Saved data entries:
┄┄┄┄┄┄┄┄┄┄┄┄┄┄┄┄┄┄┄┄
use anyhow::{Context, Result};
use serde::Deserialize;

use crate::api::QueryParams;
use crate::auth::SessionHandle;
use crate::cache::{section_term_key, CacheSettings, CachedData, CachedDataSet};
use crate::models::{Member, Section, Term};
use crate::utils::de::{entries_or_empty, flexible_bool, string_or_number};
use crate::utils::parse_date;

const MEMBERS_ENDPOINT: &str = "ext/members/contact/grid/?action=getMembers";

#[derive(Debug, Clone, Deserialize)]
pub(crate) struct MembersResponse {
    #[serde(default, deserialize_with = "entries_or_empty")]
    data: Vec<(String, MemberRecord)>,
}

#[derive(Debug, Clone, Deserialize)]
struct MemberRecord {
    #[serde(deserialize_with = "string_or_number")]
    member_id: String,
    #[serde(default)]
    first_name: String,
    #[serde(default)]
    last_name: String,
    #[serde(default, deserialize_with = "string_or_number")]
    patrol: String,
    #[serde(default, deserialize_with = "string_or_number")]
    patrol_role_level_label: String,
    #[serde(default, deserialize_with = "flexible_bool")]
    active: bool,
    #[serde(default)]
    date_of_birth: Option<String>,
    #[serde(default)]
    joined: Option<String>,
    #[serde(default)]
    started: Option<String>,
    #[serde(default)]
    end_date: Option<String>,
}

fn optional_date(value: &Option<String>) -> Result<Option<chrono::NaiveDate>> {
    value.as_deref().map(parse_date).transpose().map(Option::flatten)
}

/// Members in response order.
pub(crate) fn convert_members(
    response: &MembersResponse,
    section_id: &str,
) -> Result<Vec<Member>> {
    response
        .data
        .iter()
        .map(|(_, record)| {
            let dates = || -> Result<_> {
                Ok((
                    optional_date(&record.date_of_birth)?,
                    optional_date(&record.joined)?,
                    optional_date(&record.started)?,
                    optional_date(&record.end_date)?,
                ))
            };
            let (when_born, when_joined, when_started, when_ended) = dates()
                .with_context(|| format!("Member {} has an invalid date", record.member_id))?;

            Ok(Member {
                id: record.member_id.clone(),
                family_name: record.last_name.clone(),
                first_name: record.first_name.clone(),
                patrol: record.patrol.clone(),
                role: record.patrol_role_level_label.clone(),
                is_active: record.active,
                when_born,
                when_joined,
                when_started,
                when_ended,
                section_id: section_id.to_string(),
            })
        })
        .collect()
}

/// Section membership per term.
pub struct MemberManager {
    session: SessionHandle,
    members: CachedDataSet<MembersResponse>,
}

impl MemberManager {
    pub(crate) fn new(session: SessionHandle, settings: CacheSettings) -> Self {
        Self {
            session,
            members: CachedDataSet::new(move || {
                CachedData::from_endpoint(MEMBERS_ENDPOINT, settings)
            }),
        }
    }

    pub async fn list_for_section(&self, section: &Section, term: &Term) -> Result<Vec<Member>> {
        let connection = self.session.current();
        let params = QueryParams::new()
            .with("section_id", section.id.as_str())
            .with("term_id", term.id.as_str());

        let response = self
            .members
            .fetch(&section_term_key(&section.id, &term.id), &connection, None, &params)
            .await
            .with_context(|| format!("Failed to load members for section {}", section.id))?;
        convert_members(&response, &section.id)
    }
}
┄┄┄┄┄┄┄┄┄┄┄┄┄┄┄┄┄┄┄┄
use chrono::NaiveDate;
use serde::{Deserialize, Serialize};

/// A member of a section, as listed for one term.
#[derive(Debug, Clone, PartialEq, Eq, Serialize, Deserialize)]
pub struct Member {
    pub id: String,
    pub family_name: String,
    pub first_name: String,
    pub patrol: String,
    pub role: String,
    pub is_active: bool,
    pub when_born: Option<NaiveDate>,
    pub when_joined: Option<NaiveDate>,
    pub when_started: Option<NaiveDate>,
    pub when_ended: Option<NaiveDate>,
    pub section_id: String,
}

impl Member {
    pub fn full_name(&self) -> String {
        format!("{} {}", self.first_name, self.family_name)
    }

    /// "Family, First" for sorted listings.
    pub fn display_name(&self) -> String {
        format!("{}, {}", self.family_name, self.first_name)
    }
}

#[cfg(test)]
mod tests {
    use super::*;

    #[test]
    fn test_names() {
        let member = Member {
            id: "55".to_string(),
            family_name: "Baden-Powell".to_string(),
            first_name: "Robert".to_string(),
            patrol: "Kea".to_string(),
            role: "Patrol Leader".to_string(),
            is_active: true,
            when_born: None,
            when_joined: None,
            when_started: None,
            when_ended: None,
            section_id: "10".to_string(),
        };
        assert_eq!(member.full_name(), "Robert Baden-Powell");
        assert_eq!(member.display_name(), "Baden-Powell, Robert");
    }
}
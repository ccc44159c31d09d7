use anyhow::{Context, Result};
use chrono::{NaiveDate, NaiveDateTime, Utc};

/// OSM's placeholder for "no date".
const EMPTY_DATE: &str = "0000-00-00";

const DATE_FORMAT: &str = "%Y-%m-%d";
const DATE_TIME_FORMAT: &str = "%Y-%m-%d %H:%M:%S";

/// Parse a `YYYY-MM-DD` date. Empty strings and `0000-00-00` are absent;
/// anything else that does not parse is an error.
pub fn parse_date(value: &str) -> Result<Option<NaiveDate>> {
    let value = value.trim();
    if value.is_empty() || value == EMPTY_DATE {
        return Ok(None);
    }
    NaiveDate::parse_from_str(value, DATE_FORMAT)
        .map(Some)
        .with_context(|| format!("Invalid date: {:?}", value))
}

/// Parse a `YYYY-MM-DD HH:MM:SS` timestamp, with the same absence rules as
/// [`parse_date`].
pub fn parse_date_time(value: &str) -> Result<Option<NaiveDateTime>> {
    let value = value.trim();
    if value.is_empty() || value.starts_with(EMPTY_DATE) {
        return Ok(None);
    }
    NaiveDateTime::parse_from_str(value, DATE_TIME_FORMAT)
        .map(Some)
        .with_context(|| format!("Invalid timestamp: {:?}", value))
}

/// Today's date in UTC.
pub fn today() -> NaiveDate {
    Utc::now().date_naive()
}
┄┄┄┄┄┄┄┄┄┄┄┄┄┄┄┄┄┄┄┄
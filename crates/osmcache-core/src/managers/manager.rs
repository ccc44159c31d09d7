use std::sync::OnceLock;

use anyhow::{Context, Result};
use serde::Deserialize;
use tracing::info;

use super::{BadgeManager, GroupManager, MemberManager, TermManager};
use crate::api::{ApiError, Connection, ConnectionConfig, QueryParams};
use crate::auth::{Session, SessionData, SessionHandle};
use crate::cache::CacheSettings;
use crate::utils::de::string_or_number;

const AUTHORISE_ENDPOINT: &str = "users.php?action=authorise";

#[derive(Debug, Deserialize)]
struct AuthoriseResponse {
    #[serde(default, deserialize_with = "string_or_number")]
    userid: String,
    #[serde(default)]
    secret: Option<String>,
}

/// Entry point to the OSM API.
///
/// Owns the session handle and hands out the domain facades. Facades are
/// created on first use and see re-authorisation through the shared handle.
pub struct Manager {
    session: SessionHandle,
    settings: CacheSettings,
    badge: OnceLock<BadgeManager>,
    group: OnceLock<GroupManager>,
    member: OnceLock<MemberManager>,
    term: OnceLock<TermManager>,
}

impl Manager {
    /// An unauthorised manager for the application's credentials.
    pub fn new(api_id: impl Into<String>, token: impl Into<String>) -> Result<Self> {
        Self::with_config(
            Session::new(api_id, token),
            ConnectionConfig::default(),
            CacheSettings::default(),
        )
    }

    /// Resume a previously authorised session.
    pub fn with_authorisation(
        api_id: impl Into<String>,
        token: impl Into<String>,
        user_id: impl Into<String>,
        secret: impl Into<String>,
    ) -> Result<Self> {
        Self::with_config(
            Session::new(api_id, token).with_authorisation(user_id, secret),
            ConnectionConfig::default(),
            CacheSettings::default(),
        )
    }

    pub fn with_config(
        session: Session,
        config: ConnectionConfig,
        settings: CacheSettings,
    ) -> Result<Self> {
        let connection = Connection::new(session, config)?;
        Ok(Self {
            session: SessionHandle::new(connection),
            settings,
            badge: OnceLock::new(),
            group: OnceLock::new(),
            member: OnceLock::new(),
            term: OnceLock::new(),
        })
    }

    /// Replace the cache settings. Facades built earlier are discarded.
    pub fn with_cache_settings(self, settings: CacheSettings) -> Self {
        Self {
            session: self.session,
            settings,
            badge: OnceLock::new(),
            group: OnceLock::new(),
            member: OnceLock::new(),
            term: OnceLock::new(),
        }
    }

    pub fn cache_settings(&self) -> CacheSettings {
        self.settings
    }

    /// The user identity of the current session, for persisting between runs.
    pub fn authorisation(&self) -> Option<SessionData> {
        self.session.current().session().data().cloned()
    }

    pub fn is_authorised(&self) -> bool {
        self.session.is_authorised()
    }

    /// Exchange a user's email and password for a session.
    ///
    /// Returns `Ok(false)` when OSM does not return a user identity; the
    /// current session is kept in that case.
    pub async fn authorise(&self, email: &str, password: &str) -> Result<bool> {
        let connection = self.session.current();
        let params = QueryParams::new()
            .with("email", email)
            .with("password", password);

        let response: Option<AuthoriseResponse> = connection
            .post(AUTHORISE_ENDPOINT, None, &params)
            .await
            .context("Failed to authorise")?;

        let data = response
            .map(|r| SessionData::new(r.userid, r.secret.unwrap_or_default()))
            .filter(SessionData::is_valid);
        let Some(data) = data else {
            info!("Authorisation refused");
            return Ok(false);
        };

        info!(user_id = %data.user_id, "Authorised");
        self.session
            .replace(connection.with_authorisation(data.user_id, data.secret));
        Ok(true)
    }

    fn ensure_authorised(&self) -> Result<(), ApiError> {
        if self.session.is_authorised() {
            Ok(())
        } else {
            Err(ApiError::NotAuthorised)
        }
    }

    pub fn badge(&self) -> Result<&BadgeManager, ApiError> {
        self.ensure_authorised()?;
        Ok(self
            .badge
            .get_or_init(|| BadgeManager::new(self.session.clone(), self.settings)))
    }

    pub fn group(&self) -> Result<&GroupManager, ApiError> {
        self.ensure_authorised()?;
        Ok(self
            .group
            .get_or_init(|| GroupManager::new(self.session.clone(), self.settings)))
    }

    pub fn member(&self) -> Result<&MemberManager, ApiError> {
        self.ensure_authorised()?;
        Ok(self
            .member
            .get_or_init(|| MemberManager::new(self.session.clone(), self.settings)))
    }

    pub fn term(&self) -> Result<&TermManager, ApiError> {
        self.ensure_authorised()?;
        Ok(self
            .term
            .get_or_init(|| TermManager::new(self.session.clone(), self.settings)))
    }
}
┄┄┄┄┄┄┄┄┄┄┄┄┄┄┄┄┄┄┄┄
Scan the lines above for the word "Into". Return each one that has it.

## Reply:
    pub fn new(api_id: impl Into<String>, token: impl Into<String>) -> Result<Self> {
        api_id: impl Into<String>,
        token: impl Into<String>,
        user_id: impl Into<String>,
        secret: impl Into<String>,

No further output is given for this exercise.